The Art of Hospitality

Submitted into Contest #100 in response to: Start or end your story with two characters sitting down for a meal.... view prompt


Christian Fiction Inspirational

He had been taught that bread unshared is bread unblessed when someone else is hungry, whether man or beast, friend or stranger.

The Wedding


Dorothy West

She was an exemplary chef, a graduate of one of the finest cooking schools in France. In her spacious kitchen with its mosaic tiled floors and jewel toned backsplash, the delectable smell of duck a l' orange permeated the air. Green beans with almonds, crab salad, and chilled wine completed the menu. The oval shaped cherry oak table in the extensive dining room, covered with an ecru laced tablecloth, had been meticulously set. Silverware embossed with tiny golden grapes on the handles, laid gracefully on the sides of the fine china floral plates. Crystal goblets lined with golden rims, stood adjacent to the carefully folded lace napkins.

She surveyed the ornately decorated dining room like a general inspecting his artillery. Knowing that part of being the wife of a possible partner in one of the most prestigious law firms in the state, meant many dinners like this, would be a requirement. Before going to her bedroom to get dressed, she took a quick peek in the oven to make sure the cream cheese puffs weren't burning. After a quick shower, she slipped on her classic black dress, applied a red lip to her flawless makeup, and fastened her diamond watch that matched her earrings.

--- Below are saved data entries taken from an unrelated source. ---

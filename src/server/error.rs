use axum::{
    http::{StatusCode, header},
    response::{IntoResponse, Response},
};
use tracing::error;

pub type AppResult<T> = Result<T, Error>;

#[derive(Debug, thiserror::Error)]
pub enum Error {
    /// missing or malformed input from the caller
    #[error("{0}")]
    BadRequest(String),

    #[error("{0}")]
    NotFound(String),

    /// couldn't talk to an external origin at all
    #[error("upstream fetch error: {0}")]
    UpstreamFetch(String),

    /// an external origin answered but not with a success, the status goes back to the caller
    #[error("upstream status {}", .0.as_u16())]
    UpstreamStatus(StatusCode),

    #[error("internal server error")]
    InternalServerError,

    #[error("internal server error: {0}")]
    InternalServerErrorWithContext(String),
}

impl Error {
    pub fn status_code(&self) -> StatusCode {
        match self {
            Error::BadRequest(_) => StatusCode::BAD_REQUEST,
            Error::NotFound(_) => StatusCode::NOT_FOUND,
            Error::UpstreamFetch(_) => StatusCode::BAD_GATEWAY,
            Error::UpstreamStatus(status) => *status,
            Error::InternalServerError | Error::InternalServerErrorWithContext(_) => {
                StatusCode::INTERNAL_SERVER_ERROR
            }
        }
    }
}

impl From<anyhow::Error> for Error {
    fn from(err: anyhow::Error) -> Self {
        Error::InternalServerErrorWithContext(format!("{:#}", err))
    }
}

impl IntoResponse for Error {
    fn into_response(self) -> Response {
        let status = self.status_code();

        // storage details stay in the logs
        let body = match &self {
            Error::InternalServerErrorWithContext(context) => {
                error!("internal error: {}", context);
                Error::InternalServerError.to_string()
            }
            _ => self.to_string(),
        };

        (
            status,
            [(header::CONTENT_TYPE, "text/plain; charset=utf-8")],
            body,
        )
            .into_response()
    }
}
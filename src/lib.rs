pub mod config;
pub mod database;
pub mod logger;
pub mod server;

pub use config::*;
pub use database::*;
pub use logger::*;
pub use server::ApplicationServer;
pub use server::*;
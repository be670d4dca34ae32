// ============================================================================
// Domain Models Module
// Contains the calculation record and the values it is built from
// ============================================================================

pub mod calculation;
pub mod config;
pub mod operation;

pub use calculation::{CalculationData, CalculationRecord};
pub use config::{CalculatorConfig, IntegrityPolicy, DEFAULT_PRECISION};
pub use operation::Operation;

The couples invited to dinner tonight would be scrutinizing her every move. How she dressed, the home they lived in and the meal she served. The wives, like hornets with stingers, were notorious for making life miserable. One false move and you would be stung. Her nerves began to quiver and a glass of wine began to sound like an antidote, when the ringing of the doorbell startled her. Glancing at her watch, it was too early for the guests. They weren't arriving for another hour. Putting the lid back on the wine canister, she hurried to the door.

Standing in the frame, as she opened the door, was her uncle. Small in stature, wearing a rumpled dusty jacket, he gave her a weary smile. The lines on his tired face exposed hardship and sadness. It was a sadness she was too preoccupied to notice.

"Uncle," she stammered, trying to collect herself. "What are you doing in town?"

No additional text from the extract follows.